Essen (DT/KNA) Das Bistum Essen erwartet für das laufende Jahr Kirchensteuereinnahmen in Höhe von 154, 4 Millionen Euro. Das sind 11, 1 Millionen Euro oder acht Prozent mehr als im Vorjahr, wie die Diözese am Freitag in Essen bekannt gab. Für 2013 werde dagegen mit einem Rückgang um drei Prozent gegenüber 2012 auf dann gut 150 Millionen Kirchensteuereinnahmen gerechnet. Deshalb müsse der Weg der Haushaltskonsolidierung fortgesetzt werden, so Generalvikar Klaus Pfeffer. Der vom Kirchensteuerrat des Ruhrbistums verabschiedete Haushalt für 2013 hat nach den Angaben ein Gesamtvolumen von 229, 1 Millionen Euro, 4, 3 Millionen Euro weniger als im laufenden Jahr. Neben den Kirchensteuern erhält das Bistum Zuschüsse und Erlöse etwa aus Mieten von insgesamt 46, 6 Millionen Euro. Darunter sind Zuwendungen des Landes für Schulen in Höhe von rund 30 Millionen Euro und Einnahmen aus dem Betrieb von Bildungshäusern, Mieten und Pachten von 13, 4 Millionen Euro. Den größten Ausgabenposten bildeten die Personalkosten, hieß es.
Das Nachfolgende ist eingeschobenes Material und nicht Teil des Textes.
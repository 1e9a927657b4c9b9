//! Scenario loader
//!
//! Loading runs as a fixed pipeline:
//! 1. Size check
//! 2. Read, strip UTF-8 BOM
//! 3. YAML parsing (empty documents rejected)
//! 4. Deserialization to `ScenarioDocument`
//! 5. Validation (all issues collected)
//! 6. Model construction, frozen with `Arc`

use std::path::{Path, PathBuf};
use std::sync::Arc;

use serde_yaml::Value;

use crate::error::{ScenarioError, Severity, ValidationIssue};
use crate::scenario::model::Scenario;
use crate::scenario::schema::ScenarioDocument;
use crate::scenario::validation::Validator;

/// Path reported for scenarios loaded from a string.
const INLINE_SOURCE: &str = "<inline>";

// ============================================================================
// Options
// ============================================================================

/// Options for the scenario loader.
#[derive(Debug, Clone, Default)]
pub struct LoaderOptions {
    /// Limits on scenario size.
    pub limits: ScenarioLimits,

    /// Treat validation warnings as errors.
    pub strict: bool,
}

/// Limits on scenario size to prevent resource exhaustion.
#[derive(Debug, Clone)]
pub struct ScenarioLimits {
    /// Maximum scenario file size in bytes.
    pub max_scenario_size: usize,

    /// Maximum total number of hosts.
    pub max_hosts: usize,

    /// Maximum number of subnets.
    pub max_subnets: usize,

    /// Maximum number of exploits.
    pub max_exploits: usize,
}

impl Default for ScenarioLimits {
    fn default() -> Self {
        Self {
            max_scenario_size: env_or("NETSCEN_MAX_SCENARIO_SIZE", 10 * 1024 * 1024),
            max_hosts: env_or("NETSCEN_MAX_HOSTS", 100_000),
            max_subnets: env_or("NETSCEN_MAX_SUBNETS", 1024),
            max_exploits: env_or("NETSCEN_MAX_EXPLOITS", 10_000),
        }
    }
}

/// Reads a `usize` from the environment, falling back to `default` when
/// unset or unparseable.
fn env_or(var: &str, default: usize) -> usize {
    std::env::var(var)
        .ok()
        .and_then(|v| v.trim().parse().ok())
        .unwrap_or(default)
}

// ============================================================================
// Load Result
// ============================================================================

/// Result of loading a scenario.
#[derive(Debug, Clone)]
pub struct LoadResult {
    /// The validated, immutable scenario.
    pub scenario: Arc<Scenario>,

    /// Warnings raised during validation.
    pub warnings: Vec<ValidationIssue>,
}

// ============================================================================
// Loader
// ============================================================================

/// Scenario loader.
///
/// Stateless apart from its options; one loader can load any number of
/// scenarios.
#[derive(Debug, Clone, Default)]
pub struct ScenarioLoader {
    options: LoaderOptions,
}

impl ScenarioLoader {
    /// Creates a new loader with the given options.
    #[must_use]
    pub const fn new(options: LoaderOptions) -> Self {
        Self { options }
    }

    /// Creates a new loader with default options.
    #[must_use]
    pub fn with_defaults() -> Self {
        Self::default()
    }

    /// Loads and validates a scenario file.
    ///
    /// # Errors
    ///
    /// Returns an error if:
    /// - The file does not exist, is not a regular file, or cannot be read
    /// - The file exceeds the size limit
    /// - YAML parsing or deserialization fails
    /// - Validation finds any error
    pub fn load(&self, path: &Path) -> Result<LoadResult, ScenarioError> {
        let metadata = std::fs::metadata(path).map_err(|e| io_error(path, e))?;
        if !metadata.is_file() {
            return Err(ScenarioError::Io {
                path: path.to_path_buf(),
                source: std::io::Error::new(
                    std::io::ErrorKind::InvalidInput,
                    "scenario path is not a regular file",
                ),
            });
        }

        let limit = self.options.limits.max_scenario_size;
        let size = usize::try_from(metadata.len()).unwrap_or(usize::MAX);
        if size > limit {
            return Err(ScenarioError::TooLarge { size, limit });
        }

        let raw = std::fs::read_to_string(path).map_err(|e| {
            if e.kind() == std::io::ErrorKind::InvalidData {
                ScenarioError::Parse {
                    path: path.to_path_buf(),
                    line: None,
                    message: "Scenario file is not valid UTF-8".to_string(),
                }
            } else {
                io_error(path, e)
            }
        })?;

        tracing::debug!(path = %path.display(), bytes = raw.len(), "read scenario file");
        self.load_source(&raw, path)
    }

    /// Loads and validates a scenario from YAML text.
    ///
    /// # Errors
    ///
    /// Returns an error if the text exceeds the size limit, fails to parse,
    /// or fails validation.
    pub fn load_from_str(&self, yaml: &str) -> Result<LoadResult, ScenarioError> {
        let limit = self.options.limits.max_scenario_size;
        if yaml.len() > limit {
            return Err(ScenarioError::TooLarge {
                size: yaml.len(),
                limit,
            });
        }
        self.load_source(yaml, Path::new(INLINE_SOURCE))
    }

    fn load_source(&self, raw: &str, path: &Path) -> Result<LoadResult, ScenarioError> {
        let raw = raw.strip_prefix('\u{feff}').unwrap_or(raw);

        let document = parse_document(raw, path)?;
        tracing::debug!(
            subnets = document.subnets.len(),
            exploits = document.exploits.len(),
            "parsed scenario document"
        );

        let result = Validator::new().validate(&document, &self.options.limits);
        let source_name = path.display().to_string();

        let mut errors = result.errors;
        let mut warnings = result.warnings;
        if self.options.strict {
            errors.extend(warnings.drain(..).map(|issue| ValidationIssue {
                severity: Severity::Error,
                ..issue
            }));
        }

        if !errors.is_empty() {
            tracing::debug!(
                source = %source_name,
                errors = errors.len(),
                "scenario failed validation"
            );
            return Err(ScenarioError::from_issues(source_name, errors));
        }

        for warning in &warnings {
            tracing::warn!(source = %source_name, path = %warning.path, "{}", warning.message);
        }

        let scenario = Scenario::from_document(&document);
        tracing::info!(
            source = %source_name,
            subnets = scenario.num_subnets(),
            hosts = scenario.num_hosts(),
            exploits = scenario.exploits().len(),
            "scenario loaded"
        );

        Ok(LoadResult {
            scenario: Arc::new(scenario),
            warnings,
        })
    }
}

/// Parses YAML text into a `ScenarioDocument`.
///
/// Syntax errors carry the line number; shape errors (missing keys, wrong
/// types, unknown keys) are reported with the deserializer's message.
fn parse_document(raw: &str, path: &Path) -> Result<ScenarioDocument, ScenarioError> {
    let root: Value = serde_yaml::from_str(raw).map_err(|e| parse_error(path, &e))?;

    if root.is_null() {
        return Err(ScenarioError::Parse {
            path: path.to_path_buf(),
            line: None,
            message: "Scenario file is empty".to_string(),
        });
    }

    if !root.is_mapping() {
        return Err(ScenarioError::Parse {
            path: path.to_path_buf(),
            line: None,
            message: "Scenario document must be a mapping of keys to values".to_string(),
        });
    }

    // Deserialize from text again so shape errors keep their location
    serde_yaml::from_str(raw).map_err(|e| parse_error(path, &e))
}

/// Maps a filesystem failure: only a missing path is `MissingFile`.
fn io_error(path: &Path, err: std::io::Error) -> ScenarioError {
    if err.kind() == std::io::ErrorKind::NotFound {
        ScenarioError::MissingFile {
            path: path.to_path_buf(),
        }
    } else {
        ScenarioError::Io {
            path: path.to_path_buf(),
            source: err,
        }
    }
}

fn parse_error(path: &Path, err: &serde_yaml::Error) -> ScenarioError {
    ScenarioError::Parse {
        path: PathBuf::from(path),
        line: err.location().map(|l| l.line()),
        message: err.to_string(),
    }
}

#[cfg(test)]
mod tests {
    use super::*;
    use crate::error::IssueKind;

    const MINIMAL: &str = r"
subnets: [1]
topology: [[1, 1], [1, 1]]
sensitive_hosts:
  (1, 0): 10
services: [ssh]
os: [linux]
exploits:
  e_ssh:
    service: ssh
    os: linux
    prob: 0.5
    cost: 1
service_scan_cost: 1
os_scan_cost: 1
subnet_scan_cost: 1
host_configurations:
  (1, 0):
    services: [ssh]
    os: linux
firewall:
  (0, 1): [ssh]
  (1, 0): []
step_limit: 100
";

    #[test]
    fn loads_minimal_scenario() {
        let result = ScenarioLoader::with_defaults().load_from_str(MINIMAL).unwrap();
        assert_eq!(result.scenario.num_hosts(), 1);
        assert!(result.warnings.is_empty());
    }

    #[test]
    fn strips_bom() {
        let text = format!("\u{feff}{MINIMAL}");
        assert!(ScenarioLoader::with_defaults().load_from_str(&text).is_ok());
    }

    #[test]
    fn empty_document_rejected() {
        let err = ScenarioLoader::with_defaults()
            .load_from_str("")
            .unwrap_err();
        assert!(err.to_string().contains("empty"), "{err}");
        assert_eq!(err.kind(), Some(IssueKind::Schema));
    }

    #[test]
    fn non_mapping_document_rejected() {
        let err = ScenarioLoader::with_defaults()
            .load_from_str("- 1\n- 2\n")
            .unwrap_err();
        assert!(matches!(err, ScenarioError::Parse { .. }));
    }

    #[test]
    fn missing_key_is_schema_error() {
        let text = MINIMAL.replace("step_limit: 100\n", "");
        let err = ScenarioLoader::with_defaults()
            .load_from_str(&text)
            .unwrap_err();
        assert_eq!(err.kind(), Some(IssueKind::Schema));
        assert!(err.to_string().contains("step_limit"), "{err}");
    }

    #[test]
    fn unknown_key_is_schema_error() {
        let text = format!("{MINIMAL}extra_key: 1\n");
        let err = ScenarioLoader::with_defaults()
            .load_from_str(&text)
            .unwrap_err();
        assert_eq!(err.kind(), Some(IssueKind::Schema));
    }

    #[test]
    fn negative_step_limit_is_range_error() {
        let text = MINIMAL.replace("step_limit: 100", "step_limit: -5");
        let err = ScenarioLoader::with_defaults()
            .load_from_str(&text)
            .unwrap_err();
        assert!(matches!(err, ScenarioError::Range { .. }), "{err}");
    }

    #[test]
    fn size_limit_enforced() {
        let loader = ScenarioLoader::new(LoaderOptions {
            limits: ScenarioLimits {
                max_scenario_size: 16,
                ..ScenarioLimits::default()
            },
            strict: false,
        });
        let err = loader.load_from_str(MINIMAL).unwrap_err();
        assert!(matches!(err, ScenarioError::TooLarge { limit: 16, .. }));
    }

    #[test]
    fn strict_promotes_warnings() {
        let text = MINIMAL.replace("topology: [[1, 1], [1, 1]]", "topology: [[1, 1], [1, 0]]");
        let lenient = ScenarioLoader::with_defaults().load_from_str(&text).unwrap();
        assert_eq!(lenient.warnings.len(), 1);

        let strict = ScenarioLoader::new(LoaderOptions {
            strict: true,
            ..LoaderOptions::default()
        });
        let err = strict.load_from_str(&text).unwrap_err();
        assert!(matches!(err, ScenarioError::Schema { .. }), "{err}");
        assert!(err.issues().iter().all(|i| i.severity == Severity::Error));
    }

    #[test]
    fn missing_path_is_missing_file() {
        let dir = tempfile::tempdir().expect("failed to create temp dir");
        let err = ScenarioLoader::with_defaults()
            .load(&dir.path().join("absent.yaml"))
            .unwrap_err();
        assert!(matches!(err, ScenarioError::MissingFile { .. }), "{err}");
    }

    #[test]
    fn directory_path_is_io_error() {
        let dir = tempfile::tempdir().expect("failed to create temp dir");
        let err = ScenarioLoader::with_defaults().load(dir.path()).unwrap_err();
        assert!(matches!(err, ScenarioError::Io { .. }), "{err}");
        assert!(!err.to_string().contains("not found"), "{err}");
        assert_eq!(err.kind(), None);
    }

    #[test]
    fn io_error_keeps_non_missing_causes() {
        let path = Path::new("scenario.yaml");
        let err = io_error(
            path,
            std::io::Error::new(std::io::ErrorKind::PermissionDenied, "permission denied"),
        );
        assert!(matches!(err, ScenarioError::Io { .. }), "{err}");
        assert!(err.to_string().contains("permission denied"), "{err}");

        let err = io_error(path, std::io::Error::from(std::io::ErrorKind::NotFound));
        assert!(matches!(err, ScenarioError::MissingFile { .. }), "{err}");
    }

    #[test]
    fn env_or_falls_back_on_garbage() {
        assert_eq!(env_or("NETSCEN_TEST_UNSET_VARIABLE_XYZ", 7), 7);
    }
}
Hierfür wende das Bistum 90, 3 Millionen Euro (2012: 94, 7 Millionen Euro) auf. In die Seelsorge von Gemeinden, Krankenhäusern, Altenheimen und ähnlichen Einrichtungen flössen 55, 3 Millionen Euro. 42, 3 Millionen Euro seien für den Unterhalt der Bischöflichen Schulen bestimmt, gut 19 Millionen Euro für Kindertagesstätten. Überdiözesane Verpflichtungen schlügen mit 6, 8 Millionen Euro und die Gebühren für die Einziehung der Kirchensteuern durch die Finanzämter mit 4, 9 Millionen Euro zu Buche. Der Finanzdezernent des Bistums, Ludger Krösmann, erwartet, dass der Arbeitsmarkt im Ruhrgebiet im kommenden Jahr auf dem Niveau des Jahres 2012 verbleibt, auch wenn sich die Konjunktur im ersten Halbjahr eintrübe. Damit bleibe auch das Kirchensteuereinkommen in etwa gleich. Die Kirchensteuer in NRW beträgt in der Regel neun Prozent der Lohn- und Einkommensteuer. Mittel- und langfristig würden die Kirchensteuereinnahmen aus demografischen Gründen und der Abwanderung aus dem Ruhrgebiet sinken, so Krösmann.